Select congressional staff members have been briefed on the president’s plan to replace HUD’s Affirmatively Furthering Fair Housing rule, according to a new report.

President Trump is following through with his plan to eliminate Obama-era Affirmatively Furthering Fair Housing regulations. According to a Politico report published on Wednesday, White House staff have briefed “select congressional staff” on the plan and next steps.

“A handful of White House officials led the effort to craft a new rule over objections from both within the White House and at the Department of Housing and Urban Development, according to a person familiar with the matter,” the report read.

In a late-night tweeting spree on June 30, President Trump threatened to end the AFFH rule, saying it had a “devastating impact on these once-thriving suburban areas” and was “not fair to homeowners.”

“At the request of many great Americans who live in the suburbs, and others, I am studying the AFFH housing regulation that is having a devastating impact on these once-thriving suburban areas,” the president tweeted. “Corrupt Joe Biden wants to make them MUCH WORSE. Not fair to homeowners, I may END!”
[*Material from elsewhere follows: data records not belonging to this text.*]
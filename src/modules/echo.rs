//! Echo module: answers every request with a page describing it.

use std::sync::atomic::{AtomicBool, Ordering};
use std::sync::Arc;

use arc_swap::ArcSwap;

use crate::http::{Request, Response};
use crate::pipeline::module::stage_option;
use crate::pipeline::{Flow, Module, ModuleError, Options, Registrar, Stage};

pub const KIND: &str = "echo";
const DEFAULT_REASON: &str = "Request received";

/// Sets `200` and an HTML body listing method, version and target.
///
/// Options: `stage` (default `first`), `reason`.
#[derive(Debug)]
pub struct EchoModule {
    reason: ArcSwap<String>,
    running: AtomicBool,
}

impl EchoModule {
    pub fn new() -> Self {
        Self {
            reason: ArcSwap::from_pointee(DEFAULT_REASON.to_string()),
            running: AtomicBool::new(false),
        }
    }
}

impl Default for EchoModule {
    fn default() -> Self {
        Self::new()
    }
}

impl Module for EchoModule {
    fn name(&self) -> &str {
        KIND
    }

    fn start(self: Arc<Self>, registrar: &Registrar<'_>, options: &Options) -> Result<(), ModuleError> {
        let stage = stage_option(KIND, options, Stage::First)?;
        if let Some(reason) = options.get("reason") {
            self.reason.store(Arc::new(reason.clone()));
        }
        self.running.store(true, Ordering::SeqCst);
        registrar.hook(self, stage)?;
        Ok(())
    }

    fn stop(&self) -> Result<(), ModuleError> {
        if !self.running.swap(false, Ordering::SeqCst) {
            return Err(ModuleError::NotRunning(KIND.to_string()));
        }
        Ok(())
    }

    fn handle_request(&self, request: &Request, response: &mut Response) -> Flow {
        response.set_status(200, self.reason.load().as_str());
        response.set_body(format!(
            "<h2>Method: {}</h2>\n<h2>Version: {}</h2>\n<h2>Target: {}</h2>",
            escape_html(request.method()),
            escape_html(request.version()),
            escape_html(request.target()),
        ));
        Flow::Continue
    }
}

/// Minimal HTML escaping for reflected request data.
pub(crate) fn escape_html(input: &str) -> String {
    let mut out = String::with_capacity(input.len());
    for c in input.chars() {
        match c {
            '&' => out.push_str("&amp;"),
            '<' => out.push_str("&lt;"),
            '>' => out.push_str("&gt;"),
            '"' => out.push_str("&quot;"),
            '\'' => out.push_str("&#39;"),
            _ => out.push(c),
        }
    }
    out
}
According to a previous Inman article, the AFFH rule simply provided a framework for local governments, states, and public housing agencies to follow through on pre-existing AFFH legislation included in the 1968 Fair Housing Act.

The current AFFH rule requires all local, state, and public housing officials to use the Affirmatively Fair Housing Assessment Tool, which uses HUD data and questionnaires to help leaders identify “patterns of integration and segregation; racially and ethnically concentrated areas of poverty; disparities in access to opportunity; and disproportionate housing needs, as well as the contributing factors for those issues.”

In January, HUD released a new 84-page plan that stripped the assessment tool and reporting requirements, with the aim of giving local officials greater “flexibility” in evaluating housing discrimination and creating a plan of action.

“By fixing the old Affirmatively Furthering Fair Housing rule, localities now have the flexibility to devise housing plans that fit their unique needs and provide families with more housing choices within their reach,” said Secretary Carson in January. “Mayors know their communities best, so we are empowering them to make housing decisions that meet their unique needs, not a mandate from the federal government.”

“Having said that, if a community fails to improve housing choice, HUD stands ready to enforce the Fair Housing Act and pursue action against any party that violates the law,” Carson added.

However, it seems that HUD and the Trump Administration are now working on a new plan that’s different than what HUD proposed in January. In any case, Politico said the next step would include passing the new rule.

“The public will not have a chance to weigh in on the new rule, which will be considered ‘final,'” the report read. “HUD and the Office of Management and Budget decided to use a waiver under a provision of the Administrative Procedure Act that exempts rules related to grants from notice-and-comment requirements.”

Housing experts are torn on the future of the AFFH rule, with some calling for the Obama-era version to stay in place and others favoring HUD’s new, “more flexible” system.

“Because of residential segregation, our schools are segregated,” the National Fair Housing Alliance said in a Twitter thread on July 1. “AFFH is designed to ameliorate the devastation caused by residential segregation.”

“And yet, Trump is attacking this major civil rights provision,” they added after noting the AFFH was passed “as an honorarium” for Dr. Martin Luther King, Jr. “We will not let him tarnish Dr. King’s dream!”

On the other hand, American Enterprise Institute Director Edward Pinto told NPR he thought a revision was needed, although he didn’t explicitly express support for HUD’s January plan.

“It’s very much required a lot of hiring of experts, planners and land-use people and attorneys to create these very complex plans,” Pinto said. “The situations in each of those places could be very different. And the first question you have to ask is, how well does that community meet the supply need for housing in that community?”

The National Association of Realtors chimed in on the decision, with President Vince Malta saying the move “significantly weakens the federal government’s commitment to the goals of the Fair Housing Act.”

“The viability of our 1.4 million members depends on the free, transparent and efficient transfer of property in this country, and NAR maintains that a strong, affirmative fair housing rule is vital to advancing our nation’s progress toward thriving and inclusive communities,” Malta added. “With the pandemic’s disproportionate impact on people of color reminding us of the costs of the failure to address barriers to housing opportunity, NAR remains committed to ensuring no American is unfairly denied this fundamental right in the future.”